Tue Dec 2 21:30:05 CET 2008

On Tue, December 2, 2008 2:03 pm, Joel Reymont wrote:
> Alex,
>
> On Dec 2, 2008, at 5:18 PM, Alex wrote:
>
>> what happens when you have multiple updates to both sides of the
>> split?  if you just pick the highest vnum, you lose all the
>> transactions from the other side of the split when it rejoins.
>
>
> You can pick up new (inserted) records by doing a diff of primary keys
> for each table.
>
> You cannot do anything about deleted records, I think, so you'll just
> have to delete those again somehow. You could assume that the table
> replica with the latest timestamp is the right one and just delete the
> extra records from the other table.
>
> Imagine a bank account that's distributed across the split nodes,
> where a customer deposits money a 2 times and the deposits are split
> across the nodes. You'll pick up the latest deposit on one node and
> miss the other deposit.
>
> I think you can overcome this programmatically, with a timestamp _and_
> a version number. You can have a version table per node with three
> columns: table name, vnum and timestamp.
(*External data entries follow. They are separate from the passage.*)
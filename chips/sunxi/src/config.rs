// Licensed under the Apache License, Version 2.0 or the MIT License.
// SPDX-License-Identifier: Apache-2.0 OR MIT
// Copyright Tock Contributors 2026.

//! Compile-time configuration of the sunxi chip crate.
//!
//! Like the kernel's configuration, options live in a typed `const` object so
//! that every code path is type-checked regardless of which features a board
//! enables. This is the only place in the crate where `cfg!(feature = ..)`
//! may be used.

use crate::wdt::{Generation, WdtTimeout};

/// Timeout used when the kernel loop arms the watchdog through
/// `WatchDog::setup()`. Must be one of the durations the hardware can count;
/// anything else fails the build.
const DEFAULT_WDT_TIMEOUT_S: u32 = 16;

/// Data structure holding compile-time configuration options.
pub struct Config {
    /// Watchdog register layout present on this SoC.
    pub generation: Generation,

    /// Watchdog timeout armed by the kernel loop.
    pub default_timeout: WdtTimeout,

    /// Whether the watchdog driver traces reloads and stops to the debug
    /// output.
    ///
    /// Arming and failures are always reported. Reloads happen on every pass
    /// of the kernel loop, so tracing them is only useful when debugging the
    /// driver itself.
    pub debug_wdt: bool,
}

/// The configuration of this build.
pub const CONFIG: Config = Config {
    generation: if cfg!(feature = "sun6i") {
        Generation::Sun6i
    } else {
        Generation::Sun4i
    },
    default_timeout: WdtTimeout::new_const(DEFAULT_WDT_TIMEOUT_S),
    debug_wdt: cfg!(feature = "debug_wdt"),
};
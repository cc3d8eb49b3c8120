// Licensed under the Apache License, Version 2.0 or the MIT License.
// SPDX-License-Identifier: Apache-2.0 OR MIT
// Copyright Tock Contributors 2022.

//! Public traits for interfaces between Tock components.

pub mod watchdog;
The rest of the tables would
> have just the vnum in their records.
>
> When updating table T, you will first update the version table by
> storing the current time and bumping the vnum for the key T. You will
> then store the vnum in the record of table T that you are updating.
>
> You will be able to find the split time by looking at the version
> tables and figuring out when the vnums started to diverge. You can
> then invoke a merge function that figures out, for example, how to
> merge a bunch of bank deposit transactions into a single balance.
>
> You will know the vnum at split time and will only need to consider
> the transactions that happened after. Shouldn't be a lot of
> transactions for a short split time.
>
> What do you think?

The ideas are interesting, though I pray my bank never adopts such software.

I don't think bank software can continue to allow transactions like
deposit and withdrawal during a network partition--I just don't see how
that can be made to work while maintaining a consistent view of the
various accounts across disconnected nodes (e.g. how can a bank ATM allow
me to withdraw funds if it cannot reach its peer node(s) at my bank to
determine the availability of such funds?).

Most systems I work with implement a recovery procedure similar to what
Ulf has posted in the past on this list. This works in my _special case_
because I am tracking real-time telephony stats used to route calls (vs.
manage bank account information).

Because the systems I am referring to require high-availability over 100%
data consistency, this is perfectly ok (and works quite well). With issues
like telecom "glare" I couldn't be 100% accurate all the time anyway.

So, to recover from a partition it is enough to pick any functioning node
as the new "master" and have others restart and/or force load tables from
it. The entire time clients keep pushing new stats into the system, so
everything "converges on reality" in the end following a recovery attempt
anyway.

This system works extremely well, but again I wouldn't dream of using it
to implement ATM software for managing bank accounts.

-Rick